Ils sont souvent dubitatifs et paraissent près de leurs sous dès qu’on leur parle de marketing digital. Eux, ce sont les directeurs financiers et les directeurs généraux des PME dans le BtoB. Côté agences, c’est l’incompréhension. Elles sont évidemment convaincues que la transformation digitale des pratiques marketing des PME est une priorité absolue - et rentable -  et comprennent mal les freins à la dépense des dirigeants. Pourtant, je pense qu’ils se justifient. Voici donc quatre freins que nous, agences digitales, nous nous devons de lever.

La complexité technique

Selon une étude du cabinet Forrester, 73 % des dirigeants d'entreprise estiment que la technologie marketing évolue plus rapidement qu'ils ne peuvent la suivre. Prenons l'exemple de Google Ads : en 2019, la plateforme a effectué plus de 3 200 modifications à son interface et à ses algorithmes.
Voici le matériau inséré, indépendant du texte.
use anyhow::{Context, Result};
use serde::{Deserialize, Serialize};
use std::fs;
use std::path::{Path, PathBuf};
use std::sync::OnceLock;

/// Set once at startup by main() from the --data-dir argument.
static DATA_DIR: OnceLock<PathBuf> = OnceLock::new();

/// Call this from main() before any load/save operations.
pub fn set_data_dir(path: PathBuf) {
    let _ = DATA_DIR.set(path);
}

pub fn get_data_dir() -> Result<PathBuf> {
    if let Some(dir) = DATA_DIR.get() {
        return Ok(dir.clone());
    }
    // Fallback when running tests or if set_data_dir was not called
    let cwd = std::env::current_dir().context("failed to get current directory")?;
    Ok(cwd.join("config"))
}

/// A data file living in the data directory, stored as JSON or YAML.
pub trait Persistable: Sized + Default + Serialize + for<'de> Deserialize<'de> {
    fn filename() -> &'static str;
    fn is_json() -> bool;

    fn load() -> Result<Self> {
        Self::load_from(&get_data_dir()?)
    }

    fn save(&self) -> Result<()> {
        self.save_to(&get_data_dir()?)
    }

    /// Load from an explicit directory. A missing file yields `Default`.
    fn load_from(dir: &Path) -> Result<Self> {
        let path = dir.join(Self::filename());
        if !path.exists() {
            return Ok(Self::default());
        }
        let contents = fs::read_to_string(&path)
            .with_context(|| format!("failed to read {}", path.display()))?;
        Self::decode(&contents).with_context(|| format!("failed to parse {}", path.display()))
    }

    /// Save to an explicit directory, creating it when needed.
    fn save_to(&self, dir: &Path) -> Result<()> {
        fs::create_dir_all(dir)
            .with_context(|| format!("failed to create dir {}", dir.display()))?;
        let path = dir.join(Self::filename());
        fs::write(&path, self.encode()?)
            .with_context(|| format!("failed to write {}", path.display()))?;
        Ok(())
    }

    fn decode(contents: &str) -> Result<Self> {
        if Self::is_json() {
            serde_json::from_str(contents).context("invalid JSON")
        } else {
            serde_norway::from_str(contents).context("invalid YAML")
        }
    }

    fn encode(&self) -> Result<String> {
        if Self::is_json() {
            serde_json::to_string_pretty(self).context("failed to serialize JSON")
        } else {
            serde_norway::to_string(self).context("failed to serialize YAML")
        }
    }
}
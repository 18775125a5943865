use crate::calc::civil_time::{is_valid_date_input, is_valid_time_input};
use crate::calc::validation::{collect_warnings, Warning};
use crate::data::gateway::{self, EventSink, SubmitError};
use crate::data::venue::{Venue, VenueSource};
use crate::editor::present::{
    item_count_label, music_type_suggestions, present_service, service_label, ItemView,
    ServiceView,
};
use crate::editor::{assemble, CellRef, DetailField, EventForm, ItemField, ScheduleField};
use anyhow::Result;
use crossterm::event::{self, Event as CEvent, KeyCode, KeyEventKind, KeyModifiers};
use ratatui::{
    backend::CrosstermBackend,
    layout::{Constraint, Direction, Layout, Rect},
    style::{Color, Modifier, Style},
    text::{Line, Span, Text},
    widgets::{Block, Borders, Cell, Paragraph, Row, Table, TableState},
    Frame, Terminal,
};
use std::io::Stdout;
use std::sync::mpsc::{self, Receiver, TryRecvError};
use std::sync::Arc;
use std::thread;
use std::time::{Duration, Instant};

// Background of a service that was just moved
const FOCUS_BG: Color = Color::Rgb(40, 44, 52);

const WARN_COLOR: Color = Color::Indexed(208); // reddish-orange

#[derive(Clone, Copy, Debug, PartialEq, Eq, Default)]
pub enum Pane {
    #[default]
    Details,
    Schedule,
    Music,
}

impl Pane {
    const ALL: [Pane; 3] = [Pane::Details, Pane::Schedule, Pane::Music];

    fn next(self) -> Pane {
        match self {
            Pane::Details => Pane::Schedule,
            Pane::Schedule => Pane::Music,
            Pane::Music => Pane::Details,
        }
    }

    fn prev(self) -> Pane {
        match self {
            Pane::Details => Pane::Music,
            Pane::Schedule => Pane::Details,
            Pane::Music => Pane::Schedule,
        }
    }

    fn title(self) -> &'static str {
        match self {
            Pane::Details => "Details",
            Pane::Schedule => "Schedule",
            Pane::Music => "Music",
        }
    }
}

#[derive(Clone, Copy, Debug, PartialEq, Eq)]
enum Mode {
    Normal,
    /// Typing into a header field.
    Detail(DetailField),
    /// Stepping through the fields of the selected schedule row.
    Schedule(ScheduleField),
    Rename(usize),
    /// The editing cell is open; keystrokes go straight into this field.
    Item(ItemField),
}

/// One selectable line of the music pane.
#[derive(Clone, Copy, Debug, PartialEq, Eq)]
enum MusicRow {
    Service(usize),
    Item(CellRef),
    /// The "N more" line under a truncated item list.
    More(usize),
}

impl MusicRow {
    fn service(self) -> usize {
        match self {
            MusicRow::Service(idx) | MusicRow::More(idx) => idx,
            MusicRow::Item(cell) => cell.category,
        }
    }
}

pub struct App {
    form: EventForm,
    venues: Vec<Venue>,
    /// Shown in place of the venue list when it couldn't be loaded.
    venue_error: Option<String>,
    sink: Arc<dyn EventSink>,
    token: String,
    pane: Pane,
    mode: Mode,
    input_buffer: String,
    detail_cursor: usize,
    schedule_cursor: usize,
    music_cursor: usize,
    suggestion_cursor: usize,
    /// Some while a submission is in flight. Doubles as the busy flag.
    submission: Option<Receiver<Result<(), SubmitError>>>,
    /// Last message for the status line (message, color). Cleared on next keypress.
    status: Option<(String, Color)>,
    submitted: bool,
}
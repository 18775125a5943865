use crate::data::{Persistable, VenueData};
use anyhow::Result;

pub fn run() -> Result<()> {
    let venue_data = VenueData::load()?;
    write_venues(&venue_data, &mut std::io::stdout())
}

pub(crate) fn write_venues<W: std::io::Write>(data: &VenueData, out: &mut W) -> Result<()> {
    writeln!(out, "Venues")?;
    writeln!(out, "---")?;
    writeln!(out, "  {:<12} {:<32} {}", "Id", "Name", "Timezone")?;
    for v in &data.venues {
        writeln!(out, "  {:<12} {:<32} {}", v.id, v.name, v.timezone)?;
    }
    writeln!(out, "---")?;
    writeln!(out, "Total: {} venue(s)", data.venues.len())?;
    Ok(())
}

#[cfg(test)]
mod tests {
    use super::*;
    use crate::data::Venue;

    fn make_data(venues: Vec<Venue>) -> VenueData {
        VenueData { venues }
    }

    #[test]
    fn test_write_venues_empty() {
        let data = make_data(vec![]);
        let mut buf = Vec::new();
        write_venues(&data, &mut buf).unwrap();
        let out = String::from_utf8(buf).unwrap();
        assert!(out.contains("Total: 0 venue(s)"));
    }

    #[test]
    fn test_write_venues_lists_timezones() {
        let data = make_data(vec![
            Venue::new("kings", "King's College Chapel", "Europe/London"),
            Venue::new("trinity", "Trinity Church Wall Street", "America/New_York"),
        ]);
        let mut buf = Vec::new();
        write_venues(&data, &mut buf).unwrap();
        let out = String::from_utf8(buf).unwrap();
        assert!(out.contains("King's College Chapel"));
        assert!(out.contains("America/New_York"));
        assert!(out.contains("Total: 2 venue(s)"));
    }
}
Mais ce n'est pas le seul acteur à évoluer à une vitesse vertigineuse. LinkedIn, par exemple, a introduit une série de nouvelles fonctionnalités pour les marketeurs, comme les événements en direct et les nouvelles options de ciblage publicitaire.

TikTok, quant à lui, est passé d'une application de divertissement à une plateforme incontournable pour le marketing de marque en un temps record. Et n'oublions pas X (ex. Twitter), qui, depuis son rachat par Elon Musk, a connu des transformations profondes, introduisant de nouvelles fonctionnalités et modifiant ses algorithmes. Pour les non-initiés, suivre le rythme de ces évolutions constitue un défi colossal. L'investissement dans la formation continue et la veille technologique n'est plus une option, mais une nécessité pour rester compétitif.

Le défi RH

Le marketing digital, en plein essor, a vu une augmentation de 61 % des offres d'emploi entre 2017 et 2020, selon LinkedIn. Pourtant, les PME BtoB font face à un défi majeur en matière de recrutement. Souvent, elles proposent des missions aux contours trop larges, cherchant des "moutons à cinq pattes" capables de gérer de multiples aspects du marketing digital.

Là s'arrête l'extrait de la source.